[发明专利]一种多糖测定分析方法及其应用

权利要求书

1.一种多糖中寡糖的测定分析方法，其特征在于，包括以下步骤：

（1）多糖酶解，使用内切酶对多糖样品进行酶解，获得酶解产物；

（2）衍生化，使用衍生化试剂对所述酶解产物进行衍生化处理；

（3）测定分析，采用UPLC-MS或/和UPLC-FLR对衍生化处理后的酶解产物进行分离、得到色谱图，随后对色谱峰特征信息进行分析，获得多糖信息，

步骤（3）中采用所述UPLC-FLR对衍生化处理后的酶解产物进行定量分析，选择标准低聚糖或纯化的酶解特征片段寡糖为对照品，根据色谱峰峰面积及保留时间，对多糖中的寡糖进行定量分析，

其中，步骤（1）中所述内切酶选自β-1,3(4)-葡聚糖内切酶、β-1,3-葡聚糖内切酶、β-1,4-半乳聚糖内切酶、右旋糖酐酶、阿拉伯聚糖酶、纤维素酶、果胶酶、α-淀粉酶和异淀粉酶中的一种或多种，

步骤（2）中所述衍生化试剂选自2-氨基苯甲酰胺，

步骤（3）中UPLC-MS色谱条件如下：

a）色谱柱，Waters UPLC BEH Glycan，2.1 × 150mm id，1.7μm，柱温60℃，流动相为0.5%甲酸-水溶液A和乙腈B，梯度洗脱，程序为80% − 56% B，0 − 30 min，56% − 0% B，30–34 min，0%− 0% B，34 – 37 min，0%− 80% B，37 – 40 min，80% B平衡5 min，流速0.5 mL/min，进样量1 μL；

b）质谱条件，电喷雾离子化ESI，正离子模式，电压 + 4 kV, 氮气干燥气流速 10 L/min, 干燥温度 250 ℃，

步骤（3）中UPLC-FLR色谱条件如下：

a）色谱柱为Waters UPLC BEH Glycan，2.1 × 150 mm id，1.7 μm，柱温60℃，流动相为100 mM 甲酸铵，pH 4.5A和乙腈B，梯度洗脱，程序为25% − 50% A，0 – 46.5 min，50% −100% A，46.5– 48 min，100%A，48 – 49 min，100%− 25% A，49 – 50 min， 25% A平衡10min，流速0.5 mL/min，进样量1 μL；

b）荧光检测器，激发波长330 nm，检测波长420 nm。

2.如权利要求1所述的多糖中寡糖的测定分析方法，其中，步骤（2）包括以下步骤：

a）将衍生化试剂溶于DMSO/乙酸溶液中，获得的衍生化试剂浓度为0.01-0.2 M；

b）用步骤a）中获得的衍生化试剂溶液配制硼氢化钠溶液，使得硼氢化钠的最终浓度为0.1-1 M，配制完成后获得所述衍生化试剂溶液；

c）取步骤b）中获得的衍生化试剂溶液加入酶解后的酶解产物中，水浴反应，反应完成后，采用离心处理，取上清液与乙腈混合，混合后采用Glycoworks HILIC固相萃取柱去除其中过量的衍生化试剂，得到衍生化试剂衍生化后的酶解产物。

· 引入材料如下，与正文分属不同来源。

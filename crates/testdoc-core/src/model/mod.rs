//! Test management data model
//!
//! These are the read-only shapes the exporter renders. Lifecycle of every
//! entity is owned by the storage backend; nothing here mutates stored data.

mod aggregate;
mod plan;
mod run;

pub use aggregate::Aggregate;
pub use plan::{Attachment, Checklist, ChecklistItem, TestCase, TestPlan, TestStep, TestStrategy};
pub use run::{ResultStatus, ResultSubject, TestResult, TestRun};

3.如权利要求1所述的多糖中寡糖的测定分析方法，其中，步骤（3）中采用所述UPLC-MS对衍生化处理后的酶解产物进行定性分析，根据色谱峰和保留时间，或以质谱色谱峰质荷比及二级质谱碎片特征，通过数据库比对进行色谱峰的识别与鉴定。

4.如权利要求1至3任一项所述的多糖中寡糖的测定分析方法在菌类中的应用。

5.如权利要求4所述的多糖中寡糖的测定分析方法在菌类中的应用，其中，所述菌类多糖样品的制备方法包括以下步骤：

（1）菌类多糖提取，将所述菌类干燥、打粉后加入水使得料液比1:20，水热平行提取，获得菌类初样；

（2）水提液浓缩，取步骤（1）中获得的菌类初样，加入乙醇沉淀，静置，离心，保留沉淀，加水复溶，冷冻干燥得到粗多糖；

（3）将步骤（2）中的粗多糖加去离子水配成溶液，转入超滤离心管，离心，弃滤液，采用苯酚-硫酸法跟踪检测滤液中糖含量，将截留液冷冻干燥，得到所述菌类多糖样品。